Required action
The first line of the entries through the line bearing "completion API request": copy these lines exactly and return nothing else.
***** Material for this exercise
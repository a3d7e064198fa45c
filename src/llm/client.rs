//! OpenAI-compatible chat-completion client

use async_trait::async_trait;
use serde::{Deserialize, Serialize};
use thiserror::Error;

use super::config::LlmConfig;

/// Error from a completion call
#[derive(Debug, Error)]
pub enum CompletionError {
    /// The HTTP request itself failed (connection, TLS, timeout)
    #[error("completion request failed: {0}")]
    Request(#[from] reqwest::Error),

    /// The API answered with a non-success status
    #[error("completion API error ({status}): {body}")]
    Api { status: u16, body: String },

    /// The API answered 2xx but returned no usable choice
    #[error("completion API returned no choices")]
    EmptyResponse,
}

/// A source of chat completions
///
/// The executor depends on this trait rather than a concrete client so tests
/// can substitute scripted backends.
#[async_trait]
pub trait Completion: Send + Sync + 'static {
    /// Issue one completion request for the given user prompt and return the
    /// model's text reply
    async fn complete(&self, prompt: &str) -> Result<String, CompletionError>;
}

/// Chat message in the completion API request
#[derive(Debug, Clone, Serialize)]
struct ChatMessage {
    role: &'static str,
    content: String,
}

/// Chat completion request body
#[derive(Debug, Clone, Serialize)]
struct ChatCompletionRequest {
    model: String,
    messages: Vec<ChatMessage>,
    temperature: f32,
    max_tokens: u32,
}

/// Chat completion response body
#[derive(Debug, Deserialize)]
struct ChatCompletionResponse {
    choices: Vec<Choice>,
}

/// Response choice
#[derive(Debug, Deserialize)]
struct Choice {
    message: ResponseMessage,
}

/// Message inside a response choice
#[derive(Debug, Deserialize)]
struct ResponseMessage {
    content: Option<String>,
}

/// Client for a hosted OpenAI-compatible completion endpoint
///
/// Holds an immutable [`LlmConfig`] and a shared reqwest client; safe to share
/// across concurrent turns.
#[derive(Debug, Clone)]
pub struct CompletionClient {
    client: reqwest::Client,
    config: LlmConfig,
}

impl CompletionClient {
    /// Create a new completion client
    pub fn new(config: LlmConfig) -> Self {
        Self {
            client: reqwest::Client::new(),
            config,
        }
    }

    /// The configured model identifier
    pub fn model(&self) -> &str {
        &self.config.model
    }

    /// Build the API URL for chat completions
    fn api_url(&self) -> String {
        format!(
            "{}/chat/completions",
            self.config.base_url.trim_end_matches('/')
        )
    }

    /// Build a request body for the given user prompt
    fn build_request(&self, prompt: &str) -> ChatCompletionRequest {
        ChatCompletionRequest {
            model: self.config.model.clone(),
            messages: vec![
                ChatMessage {
                    role: "system",
                    content: self.config.system_prompt.clone(),
                },
                ChatMessage {
                    role: "user",
                    content: prompt.to_string(),
                },
            ],
            temperature: self.config.temperature,
            max_tokens: self.config.max_tokens,
        }
    }
}

#[async_trait]
impl Completion for CompletionClient {
    async fn complete(&self, prompt: &str) -> Result<String, CompletionError> {
        let request = self.build_request(prompt);

        tracing::debug!(model = %self.config.model, "sending completion request");

        let response = self
            .client
            .post(self.api_url())
            .header("Authorization", format!("Bearer {}", self.config.api_key))
            .json(&request)
            .send()
            .await?;

        let status = response.status();
        if !status.is_success() {
            let body = response.text().await.unwrap_or_default();
            return Err(CompletionError::Api {
                status: status.as_u16(),
                body,
            });
        }

        let completion: ChatCompletionResponse = response.json().await?;

        completion
            .choices
            .into_iter()
            .next()
            .and_then(|choice| choice.message.content)
            .ok_or(CompletionError::EmptyResponse)
    }
}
**********
Task solution
repository a3d7e064198fa45c
filename src/llm/client.rs
//! OpenAI-compatible chat-completion client

use async_trait::async_trait;
use serde::{Deserialize, Serialize};
use thiserror::Error;

use super::config::LlmConfig;

/// Error from a completion call
#[derive(Debug, Error)]
pub enum CompletionError {
    /// The HTTP request itself failed (connection, TLS, timeout)
    #[error("completion request failed: {0}")]
    Request(#[from] reqwest::Error),

    /// The API answered with a non-success status
    #[error("completion API error ({status}): {body}")]
    Api { status: u16, body: String },

    /// The API answered 2xx but returned no usable choice
    #[error("completion API returned no choices")]
    EmptyResponse,
}

/// A source of chat completions
///
/// The executor depends on this trait rather than a concrete client so tests
/// can substitute scripted backends.
#[async_trait]
pub trait Completion: Send + Sync + 'static {
    /// Issue one completion request for the given user prompt and return the
    /// model's text reply
    async fn complete(&self, prompt: &str) -> Result<String, CompletionError>;
}

/// Chat message in the completion API request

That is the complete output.